Tumor necrosis factor-alpha (TNF-alpha) and interferon-gamma (IFN-gamma) are cytokines that can individually or additively suppress thyroid cell function and the expression of thyroid-specific genes, such as thyroglobulin (TG) and thyroperoxidase (TPO). Thyroid transcription factor-2 (TTF-2) is a DNA-binding protein that modulates the expression of TG and TPO genes. In the present study, we examine the effects of TNF-alpha and IFN-gamma on TTF-2 gene expression, as well as the DNA-binding activity of TTF-2. FRTL-5 cells were maintained in 5H medium containing 0.2% calf serum for 7 days, then incubated with TNF-alpha, IFN-gamma, or TNF-alpha plus IFN-gamma. Total RNA was isolated and Northern blotted. TNF-alpha (50 ng/ml) only slightly suppressed (61+/-2% compared with control), whereas IFN-gamma (100 U/ml) modestly decreased TTF-2 messenger RNA (mRNA) levels (34+/-4%). TNF-alpha and IFN-gamma simultaneously caused a marked decrease in TTF-2 mRNA levels (13+/-2%). The suppressive effects of TNF-alpha and IFN-gamma on TTF-2 mRNA levels were concentration dependent and maximal at 50 ng/ml TNF-alpha with 100 U/ml IFN-gamma. The suppressive effect was also time dependent, reaching a maximum 12 h after exposure. Moreover, the suppressive effects of TNF-alpha and IFN-gamma upon rat TG and TTF-2 mRNA levels were similar.
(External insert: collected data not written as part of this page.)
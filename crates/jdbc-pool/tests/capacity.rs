//! Property tests for pool capacity accounting.

#![allow(clippy::unwrap_used, clippy::expect_used)]

use std::sync::Arc;

use jdbc_driver_pool::{Pool, PoolConfig, PoolError};
use jdbc_testing::MockRuntime;
use proptest::prelude::*;

#[derive(Debug, Clone)]
enum Op {
    Reserve,
    Release(usize),
}

fn op() -> impl Strategy<Value = Op> {
    prop_oneof![Just(Op::Reserve), any::<usize>().prop_map(Op::Release)]
}

proptest! {
    #![proptest_config(ProptestConfig::with_cases(64))]

    #[test]
    fn reserve_release_respects_max(
        min in 1u32..4,
        extra in 0u32..4,
        ops in prop::collection::vec(op(), 1..40),
    ) {
        let max = min + extra;
        let rt = tokio::runtime::Builder::new_current_thread()
            .enable_all()
            .build()
            .expect("runtime");

        rt.block_on(async {
            let runtime = MockRuntime::new();
            let pool = Pool::new(
                PoolConfig::new("jdbc:h2:mem:prop").min_pool_size(min).max_pool_size(max),
                Arc::new(runtime.clone()),
            )
            .unwrap();
            pool.initialize().await.unwrap();

            let mut outstanding = Vec::new();
            for op in ops {
                match op {
                    Op::Reserve => match pool.reserve().await {
                        Ok(handle) => outstanding.push(handle),
                        Err(PoolError::Exhausted { .. }) => {
                            prop_assert_eq!(outstanding.len(), max as usize);
                        }
                        Err(e) => prop_assert!(false, "unexpected error: {e}"),
                    },
                    Op::Release(i) => {
                        if !outstanding.is_empty() {
                            let handle = outstanding.swap_remove(i % outstanding.len());
                            pool.release(handle).unwrap();
                        }
                    }
                }

                let status = pool.status().await.unwrap();
                prop_assert_eq!(status.reserved, outstanding.len());
                prop_assert!(status.total() <= max as usize);
                prop_assert!(runtime.connections().len() <= max as usize);
            }
            Ok(())
        })?;
    }
}
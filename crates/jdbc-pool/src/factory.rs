//! Connection creation.

use std::sync::Arc;

use jdbc_bridge::{ConnectArgs, Connection, DriverError, DriverManager, Properties};
use tokio::sync::oneshot;
use uuid::Uuid;

use crate::config::{CreationMode, PoolConfig};
use crate::error::PoolError;
use crate::keepalive::KeepaliveScheduler;
use crate::lifecycle::ConnectionHandle;
use crate::metrics::MetricsRecorder;

/// Opens connections for the pool and wraps them in handles.
#[derive(Debug)]
pub(crate) struct ConnectionFactory {
    manager: DriverManager,
    config: Arc<PoolConfig>,
    keepalive: KeepaliveScheduler,
    metrics: Arc<MetricsRecorder>,
}

impl ConnectionFactory {
    pub(crate) fn new(
        manager: DriverManager,
        config: Arc<PoolConfig>,
        metrics: Arc<MetricsRecorder>,
    ) -> Self {
        let keepalive = KeepaliveScheduler::new(config.keepalive.clone(), Arc::clone(&metrics));
        Self {
            manager,
            config,
            keepalive,
            metrics,
        }
    }

    pub(crate) fn manager(&self) -> &DriverManager {
        &self.manager
    }

    /// Open one connection and start its keepalive, if enabled.
    ///
    /// If the returned future is dropped before the driver call finishes, the
    /// blocking thread closes the connection it opened.
    pub(crate) async fn create(&self) -> Result<ConnectionHandle, PoolError> {
        let manager = self.manager.clone();
        let config = Arc::clone(&self.config);
        let metrics = Arc::clone(&self.metrics);
        let (tx, rx) = oneshot::channel();

        tokio::task::spawn_blocking(move || {
            if let Err(Ok(orphan)) = tx.send(connect(&manager, &config)) {
                close_orphan(&*orphan, &metrics);
            }
        });

        let connection = rx
            .await
            .map_err(|e| PoolError::Task(format!("connect task receive error: {e}")))??;
        let connection: Arc<dyn Connection> = Arc::from(connection);

        let id = Uuid::new_v4();
        let keepalive = self.keepalive.schedule(id, Arc::clone(&connection));
        let handle = ConnectionHandle::new(
            id,
            connection,
            self.config.effective_max_idle().is_some(),
            keepalive,
        );

        self.metrics.connection_created();
        tracing::debug!(connection_id = %id, "connection created");
        Ok(handle)
    }
}

/// Open a connection through whichever path the configuration selects.
///
/// Blocking.
fn connect(manager: &DriverManager, config: &PoolConfig) -> Result<Box<dyn Connection>, DriverError> {
    match &config.mode {
        CreationMode::DataSource { class_name } => {
            let mut source = manager.runtime().new_data_source(class_name)?;
            source.set_url(&config.url)?;
            if let Some(user) = config.user.as_deref().filter(|u| !u.is_empty()) {
                source.set_user(user)?;
            }
            if let Some(password) = config.password.as_deref().filter(|p| !p.is_empty()) {
                source.set_password(password)?;
            }
            source.get_connection()
        }
        CreationMode::DriverManager { .. } => manager.get_connection(
            &config.url,
            &ConnectArgs::Properties(connect_properties(config)),
        ),
    }
}

/// Close a connection nobody is waiting for any more.
///
/// Blocking.
fn close_orphan(connection: &dyn Connection, metrics: &MetricsRecorder) {
    metrics.connection_created();
    match connection.close() {
        Ok(()) => {
            metrics.connection_closed(true);
            tracing::debug!("closed connection opened for a cancelled request");
        }
        Err(e) => {
            metrics.connection_closed(false);
            tracing::warn!(
                error = %e,
                "failed to close connection opened for a cancelled request"
            );
        }
    }
}

/// Extra properties plus credentials, without overwriting explicit entries.
pub(crate) fn connect_properties(config: &PoolConfig) -> Properties {
    let mut props = config.properties.clone();
    if let Some(user) = config.user.as_deref().filter(|u| !u.is_empty()) {
        props.set_if_absent("user", user);
    }
    if let Some(password) = config.password.as_deref().filter(|p| !p.is_empty()) {
        props.set_if_absent("password", password);
    }
    props
}
//! Connection and statement capabilities.

use std::time::Duration;

use crate::error::Result;

/// An open connection owned by the driver runtime.
///
/// Every call is blocking: implementations forward synchronously over the
/// bridge. Callers running on an async executor should move these calls onto
/// a blocking thread.
pub trait Connection: Send + Sync {
    /// Close the connection. Closing twice is not an error.
    fn close(&self) -> Result<()>;

    /// Whether the connection has been closed.
    fn is_closed(&self) -> Result<bool>;

    /// Check with the server that the connection is still usable.
    fn is_valid(&self, timeout: Duration) -> Result<bool>;

    /// Whether the connection is in read-only mode.
    fn is_read_only(&self) -> Result<bool>;

    /// Create a statement for executing ad-hoc SQL.
    fn create_statement(&self) -> Result<Box<dyn Statement>>;
}

/// A statement executor bound to a connection.
pub trait Statement: Send {
    /// Execute a SQL string.
    ///
    /// Returns `true` if the first result is a result set.
    fn execute(&mut self, sql: &str) -> Result<bool>;
}

impl std::fmt::Debug for dyn Connection {
    fn fmt(&self, f: &mut std::fmt::Formatter<'_>) -> std::fmt::Result {
        f.debug_struct("Connection").finish_non_exhaustive()
    }
}
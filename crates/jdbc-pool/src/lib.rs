//! # jdbc-driver-pool
//!
//! Connection pool for drivers reached through a [`DriverRuntime`]
//! (a JVM bridge, a vendor library, or an in-memory test double).
//!
//! The pool manages a bounded set of expensive, stateful connections:
//!
//! - Eager creation of `min_pool_size` connections on `initialize`
//! - Lazy growth up to `max_pool_size` on `reserve`, with no waiting
//! - Idle reaping of connections unused for longer than `max_idle`
//! - Per-connection keepalive probes against server-side idle timeouts
//! - Live status probes and bulk purge
//! - Metrics for observability
//!
//! Idle reaping and keepalive are mutually exclusive: enabling keepalive
//! turns idle tracking off.
//!
//! ## Example
//!
//! ```rust,ignore
//! use std::sync::Arc;
//! use std::time::Duration;
//! use jdbc_driver_pool::{KeepaliveConfig, Pool};
//!
//! let pool = Pool::builder()
//!     .url("jdbc:h2:tcp://localhost/app")
//!     .driver_class("org.h2.Driver")
//!     .user("sa")
//!     .min_pool_size(2)
//!     .max_pool_size(10)
//!     .keepalive(KeepaliveConfig::every(Duration::from_secs(60)))
//!     .runtime(Arc::new(runtime))
//!     .build()?;
//!
//! pool.initialize().await?;
//!
//! let handle = pool.reserve().await?;
//! // Use handle.connection()...
//! pool.release(handle)?;
//!
//! let status = pool.status().await?;
//! println!("Pool utilization: {:.1}%", status.utilization());
//!
//! pool.purge().await;
//! ```
//!
//! [`DriverRuntime`]: jdbc_bridge::DriverRuntime

#![warn(missing_docs)]
#![deny(unsafe_code)]

pub mod config;
pub mod error;
pub mod keepalive;
pub mod lifecycle;
pub mod metrics;
pub mod pool;

mod factory;
mod reaper;

// Configuration
pub use config::{CreationMode, KeepaliveConfig, PoolConfig};

// Error types
pub use error::PoolError;

// Pool types
pub use pool::{ConnectionStatus, Pool, PoolBuilder, PoolStatus};

// Lifecycle management
pub use keepalive::KeepaliveTask;
pub use lifecycle::{ConnectionHandle, ConnectionState};
pub use metrics::PoolMetrics;
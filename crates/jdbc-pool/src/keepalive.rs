//! Keepalive probes.
//!
//! Each pooled connection gets its own recurring task that executes a
//! trivial statement so the server does not drop the connection for
//! inactivity. A failed probe is logged and counted; the task keeps running
//! and the connection stays in the pool.

use std::sync::Arc;

use jdbc_bridge::{Connection, DriverError};
use tokio::task::JoinHandle;
use tokio::time::{Instant, MissedTickBehavior};
use uuid::Uuid;

use crate::config::KeepaliveConfig;
use crate::metrics::MetricsRecorder;

/// Starts keepalive tasks for new connections.
#[derive(Debug)]
pub(crate) struct KeepaliveScheduler {
    config: KeepaliveConfig,
    metrics: Arc<MetricsRecorder>,
}

impl KeepaliveScheduler {
    pub(crate) fn new(config: KeepaliveConfig, metrics: Arc<MetricsRecorder>) -> Self {
        Self { config, metrics }
    }

    /// Start probing `connection`, or return `None` when keepalive is off.
    ///
    /// Must be called from within a tokio runtime.
    pub(crate) fn schedule(
        &self,
        connection_id: Uuid,
        connection: Arc<dyn Connection>,
    ) -> Option<KeepaliveTask> {
        if !self.config.enabled {
            return None;
        }

        let period = self.config.interval;
        let query = self.config.query.clone();
        let metrics = Arc::clone(&self.metrics);

        let handle = tokio::spawn(async move {
            // First probe one full interval after creation.
            let mut ticker = tokio::time::interval_at(Instant::now() + period, period);
            ticker.set_missed_tick_behavior(MissedTickBehavior::Delay);

            loop {
                ticker.tick().await;

                let conn = Arc::clone(&connection);
                let sql = query.clone();
                match tokio::task::spawn_blocking(move || probe(conn.as_ref(), &sql)).await {
                    Ok(Ok(())) => {
                        metrics.keepalive_probe(true);
                        tracing::trace!(connection_id = %connection_id, "keepalive probe succeeded");
                    }
                    Ok(Err(e)) => {
                        metrics.keepalive_probe(false);
                        tracing::error!(
                            connection_id = %connection_id,
                            error = %e,
                            "keepalive probe failed"
                        );
                    }
                    Err(e) => {
                        metrics.keepalive_probe(false);
                        tracing::error!(
                            connection_id = %connection_id,
                            error = %e,
                            "keepalive probe task failed"
                        );
                    }
                }
            }
        });

        tracing::debug!(
            connection_id = %connection_id,
            interval_ms = period.as_millis() as u64,
            "keepalive scheduled"
        );

        Some(KeepaliveTask {
            handle: Some(handle),
        })
    }
}

fn probe(connection: &dyn Connection, query: &str) -> Result<(), DriverError> {
    let mut statement = connection.create_statement()?;
    statement.execute(query)?;
    Ok(())
}

/// A running keepalive task.
///
/// The task stops on [`cancel`](KeepaliveTask::cancel) or when this value is
/// dropped.
#[derive(Debug)]
pub struct KeepaliveTask {
    handle: Option<JoinHandle<()>>,
}

impl KeepaliveTask {
    /// Stop the task. Calling this more than once is a no-op.
    pub fn cancel(&mut self) {
        if let Some(handle) = self.handle.take() {
            handle.abort();
        }
    }

    /// Whether the task has not been cancelled.
    #[must_use]
    pub fn is_running(&self) -> bool {
        self.handle.as_ref().is_some_and(|h| !h.is_finished())
    }
}

impl Drop for KeepaliveTask {
    fn drop(&mut self) {
        self.cancel();
    }
}

#[cfg(test)]
mod tests {
    #![allow(clippy::unwrap_used)]

    use std::time::Duration;

    use jdbc_bridge::{ConnectArgs, DriverRuntime};
    use jdbc_testing::MockRuntime;

    use super::*;

    fn open(runtime: &MockRuntime) -> Arc<dyn Connection> {
        Arc::from(
            runtime
                .get_connection("jdbc:mock:keepalive", &ConnectArgs::None)
                .unwrap(),
        )
    }

    #[tokio::test]
    async fn test_disabled_schedules_nothing() {
        let runtime = MockRuntime::new();
        let scheduler =
            KeepaliveScheduler::new(KeepaliveConfig::default(), Arc::new(MetricsRecorder::new()));
        assert!(scheduler.schedule(Uuid::new_v4(), open(&runtime)).is_none());
    }

    #[tokio::test]
    async fn test_probes_until_cancelled() {
        let runtime = MockRuntime::new();
        let metrics = Arc::new(MetricsRecorder::new());
        let scheduler = KeepaliveScheduler::new(
            KeepaliveConfig::every(Duration::from_millis(20)).query("select 42"),
            Arc::clone(&metrics),
        );

        let mut task = scheduler.schedule(Uuid::new_v4(), open(&runtime)).unwrap();
        assert!(task.is_running());
        tokio::time::sleep(Duration::from_millis(110)).await;

        task.cancel();
        task.cancel();
        assert!(!task.is_running());

        let executed = runtime.connections()[0].executed();
        assert!(executed.len() >= 2, "expected repeated probes, got {executed:?}");
        assert!(executed.iter().all(|sql| sql == "select 42"));

        // Give an in-flight probe time to land, then make sure nothing new runs.
        tokio::time::sleep(Duration::from_millis(30)).await;
        let settled = runtime.connections()[0].executed().len();
        tokio::time::sleep(Duration::from_millis(80)).await;
        assert_eq!(runtime.connections()[0].executed().len(), settled);
        assert!(metrics.snapshot().keepalive_probes_performed >= 2);
    }

    #[tokio::test]
    async fn test_failed_probe_keeps_running() {
        let runtime = MockRuntime::new().fail_probes();
        let metrics = Arc::new(MetricsRecorder::new());
        let scheduler = KeepaliveScheduler::new(
            KeepaliveConfig::every(Duration::from_millis(20)),
            Arc::clone(&metrics),
        );

        let task = scheduler.schedule(Uuid::new_v4(), open(&runtime)).unwrap();
        tokio::time::sleep(Duration::from_millis(110)).await;
        assert!(task.is_running());

        let snapshot = metrics.snapshot();
        assert!(snapshot.keepalive_probes_failed >= 2);
        assert_eq!(
            snapshot.keepalive_probes_failed,
            snapshot.keepalive_probes_performed
        );
        assert!(!runtime.connections()[0].is_closed());
    }

    #[tokio::test]
    async fn test_drop_cancels() {
        let runtime = MockRuntime::new();
        let scheduler = KeepaliveScheduler::new(
            KeepaliveConfig::every(Duration::from_millis(20)),
            Arc::new(MetricsRecorder::new()),
        );

        let task = scheduler.schedule(Uuid::new_v4(), open(&runtime)).unwrap();
        drop(task);
        tokio::time::sleep(Duration::from_millis(80)).await;
        assert!(runtime.connections()[0].executed().is_empty());
    }
}
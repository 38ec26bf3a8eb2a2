//! # jdbc-bridge
//!
//! Contracts between the connection pool and the external database-access
//! runtime it drives.
//!
//! The runtime itself (a JVM reached through a foreign-function bridge, a
//! vendor driver, or an in-memory double in tests) lives outside this crate.
//! This crate only names the capabilities the pool relies on:
//!
//! - [`DriverRuntime`]: the injected entry point that registers drivers,
//!   opens connections and builds vendor data sources
//! - [`Connection`]: an opaque, blocking connection capability
//! - [`Statement`]: a statement executor used for keepalive probes
//! - [`DataSource`]: a vendor data source configured through setters
//!
//! [`DriverManager`] wraps a runtime and validates connect arguments before
//! forwarding them, mirroring the classic driver-manager entry point.
//!
//! ## Example
//!
//! ```rust,ignore
//! use std::sync::Arc;
//! use jdbc_bridge::{ConnectArgs, DriverManager};
//!
//! let manager = DriverManager::new(Arc::new(runtime));
//! manager.register_driver("org.sqlite.JDBC")?;
//!
//! let conn = manager.get_connection(
//!     "jdbc:sqlite:sample.db",
//!     &ConnectArgs::credentials("SA", ""),
//! )?;
//! assert!(!conn.is_closed()?);
//! ```

#![warn(missing_docs)]
#![deny(unsafe_code)]

pub mod connection;
pub mod driver;
pub mod driver_manager;
pub mod error;
pub mod properties;

pub use connection::{Connection, Statement};
pub use driver::{ConnectArgs, DataSource, Driver, DriverRuntime};
pub use driver_manager::DriverManager;
pub use error::{DriverError, Result};
pub use properties::Properties;
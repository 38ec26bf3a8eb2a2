//! Pool error types.

use jdbc_bridge::DriverError;
use thiserror::Error;
use uuid::Uuid;

/// Errors that can occur during pool operations.
#[derive(Debug, Error)]
#[non_exhaustive]
pub enum PoolError {
    /// The pool configuration is invalid or contradictory.
    ///
    /// Detected before any connection is attempted.
    #[error("invalid pool configuration: {0}")]
    Config(String),

    /// Driver registration or connection creation failed.
    #[error("driver error: {0}")]
    Driver(#[from] DriverError),

    /// Every slot up to the maximum pool size is taken.
    #[error("no more pool connections available (max {max})")]
    Exhausted {
        /// Maximum pool size.
        max: u32,
    },

    /// The handle is not currently reserved from this pool.
    #[error("connection {id} is not reserved from this pool")]
    InvalidHandle {
        /// Identifier of the rejected handle.
        id: Uuid,
    },

    /// `initialize` was called on a pool that is already initialized.
    #[error("pool is already initialized")]
    AlreadyInitialized,

    /// `initialize` was called while another `initialize` is still running.
    #[error("pool initialization is already in progress")]
    Initializing,

    /// A blocking driver call panicked or was cancelled.
    #[error("background task failed: {0}")]
    Task(String),
}

impl PoolError {
    /// Check if the caller may succeed by trying again later.
    ///
    /// Only exhaustion qualifies; the pool never retries or queues on its own.
    #[must_use]
    pub fn is_transient(&self) -> bool {
        matches!(self, Self::Exhausted { .. })
    }
}

impl From<tokio::task::JoinError> for PoolError {
    fn from(err: tokio::task::JoinError) -> Self {
        Self::Task(err.to_string())
    }
}

#[cfg(test)]
mod tests {
    use super::*;

    #[test]
    fn test_exhausted_message() {
        let err = PoolError::Exhausted { max: 2 };
        assert_eq!(
            err.to_string(),
            "no more pool connections available (max 2)"
        );
        assert!(err.is_transient());
    }

    #[test]
    fn test_driver_error_conversion() {
        let err: PoolError = DriverError::connect("jdbc:h2:mem:", "refused").into();
        assert!(matches!(err, PoolError::Driver(DriverError::Connect { .. })));
        assert!(!err.is_transient());
    }
}
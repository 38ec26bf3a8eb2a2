//! Driver-manager facade over a [`DriverRuntime`].

use std::sync::Arc;

use crate::connection::Connection;
use crate::driver::{ConnectArgs, DriverRuntime};
use crate::error::{DriverError, Result};

/// Validating front door to the runtime's driver registry.
#[derive(Clone)]
pub struct DriverManager {
    runtime: Arc<dyn DriverRuntime>,
}

impl DriverManager {
    /// Wrap a runtime.
    pub fn new(runtime: Arc<dyn DriverRuntime>) -> Self {
        Self { runtime }
    }

    /// The wrapped runtime.
    #[must_use]
    pub fn runtime(&self) -> &Arc<dyn DriverRuntime> {
        &self.runtime
    }

    /// Instantiate a driver class and register it.
    pub fn register_driver(&self, class_name: &str) -> Result<()> {
        if class_name.trim().is_empty() {
            return Err(DriverError::InvalidArguments(
                "driver class name cannot be empty".into(),
            ));
        }

        let driver = self.runtime.new_driver(class_name)?;
        self.runtime.register_driver(driver)?;

        tracing::debug!(driver = class_name, "registered driver");
        Ok(())
    }

    /// Open a connection after checking the argument shape.
    pub fn get_connection(&self, url: &str, args: &ConnectArgs) -> Result<Box<dyn Connection>> {
        validate_args(url, args)?;
        self.runtime.get_connection(url, args)
    }

    /// Current login timeout in seconds.
    pub fn login_timeout(&self) -> Result<u32> {
        self.runtime.login_timeout()
    }

    /// Set the login timeout in seconds.
    pub fn set_login_timeout(&self, seconds: u32) -> Result<()> {
        self.runtime.set_login_timeout(seconds)
    }
}

impl std::fmt::Debug for DriverManager {
    fn fmt(&self, f: &mut std::fmt::Formatter<'_>) -> std::fmt::Result {
        f.debug_struct("DriverManager").finish_non_exhaustive()
    }
}

fn validate_args(url: &str, args: &ConnectArgs) -> Result<()> {
    if url.trim().is_empty() {
        return Err(DriverError::InvalidArguments(
            "connection url cannot be empty".into(),
        ));
    }

    if let ConnectArgs::Credentials { user, password } = args {
        if user.is_empty() && !password.is_empty() {
            return Err(DriverError::InvalidArguments(
                "password given without a user".into(),
            ));
        }
    }

    Ok(())
}

#[cfg(test)]
mod tests {
    use super::*;

    #[test]
    fn test_validate_args() {
        assert!(validate_args("jdbc:sqlite:test.db", &ConnectArgs::None).is_ok());
        assert!(validate_args("jdbc:sqlite:test.db", &ConnectArgs::credentials("sa", "")).is_ok());
        assert!(validate_args("", &ConnectArgs::None).is_err());
        assert!(validate_args("   ", &ConnectArgs::None).is_err());
        assert!(
            validate_args("jdbc:sqlite:test.db", &ConnectArgs::credentials("", "secret")).is_err()
        );
    }
}
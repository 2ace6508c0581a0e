//! Random level generation for sliding-block puzzles.
//!
//! [`LevelGenerator`] places a player vehicle and a random set of obstacles on
//! a standard board, then keeps the first board whose shortest solution, as
//! measured by a [`Solver`](rushhour_solver::Solver), is long enough.
//!
//! Generation is driven by a [`LevelSeed`], so the same seed always yields the
//! same level.
//!
//! # Examples
//!
//! ```
//! use rushhour_generator::{LevelGenerator, LevelSeed};
//! use rushhour_solver::Solver;
//!
//! let solver = Solver::new();
//! let generator = LevelGenerator::new(&solver).with_min_moves(2);
//! let seed = LevelSeed::from_phrase("docs");
//!
//! if let Some(level) = generator.generate_with_seed(seed) {
//!     assert!(level.min_moves >= 2);
//!     let descriptor = level.to_level_descriptor(1);
//!     assert_eq!(descriptor.board.vehicles[0].id, "target");
//! }
//! ```

pub use self::{generator::*, seed::*};

mod generator;
mod seed;
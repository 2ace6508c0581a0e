//! Rules engine for sliding-block (Rush Hour) puzzles.
//!
//! A fixed-size board holds oriented rigid vehicles. One of them, the player,
//! must reach the exit cell by sliding the others out of its way. This crate
//! owns the rules only: geometry, move legality, move application, win
//! detection, and the level data format. Sessions, history and scoring live in
//! `rushhour-game`; search lives in `rushhour-solver`.
//!
//! # Overview
//!
//! - [`Position`], [`Direction`], [`Orientation`]: grid coordinates and axes
//! - [`Vehicle`]: one rigid body, its footprint, and its move predicate
//! - [`Board`]: vehicle ownership, the derived occupancy grid, move
//!   adjudication, and the win condition
//! - [`Move`]: one slide, used by history and search
//! - [`level`]: strict descriptors for loading and saving boards and level packs
//!
//! All operations are synchronous and single-threaded. Rejections are values
//! ([`MoveBlockReason`], [`PlacementError`], [`LevelError`]) and never leave a
//! board partially updated.
//!
//! # Examples
//!
//! ```
//! use rushhour_core::{Board, Direction, Position, Vehicle};
//!
//! let mut board = Board::standard();
//! board.add_vehicle(Vehicle::player("player", 2, Position::new(2, 0))?)?;
//!
//! board.move_vehicle("player", Direction::Right, 4)?;
//! assert!(board.check_win_condition());
//! # Ok::<(), Box<dyn std::error::Error>>(())
//! ```

pub mod board;
pub mod direction;
pub mod error;
pub mod level;
pub mod moves;
pub mod position;
pub mod vehicle;

pub use self::{
    board::Board,
    direction::{Direction, Orientation},
    error::{BoardError, LevelError, MoveBlockReason, PlacementError, VehicleError},
    level::{BoardDescriptor, LevelDescriptor, LevelPack, VehicleDescriptor},
    moves::Move,
    position::Position,
    vehicle::{Vehicle, VehicleId},
};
To test whether TNF-alpha and IFN-gamma alter TTF-2-binding to DNA, we performed electrophoretic mobility shift assays using a TTF-2-binding element in the rat TG gene as a probe. Formation of the TTF-2/DNA complex was decreased by TNF-alpha and/or IFN-gamma. Our results demonstrate that TNF-alpha and IFN-gamma additively reduce the gene expression and DNA-binding of TTF-2. These data suggest that TTF-2 is involved in the TNF-alpha and IFN-gamma-induced suppression of thyroid-specific gene expression.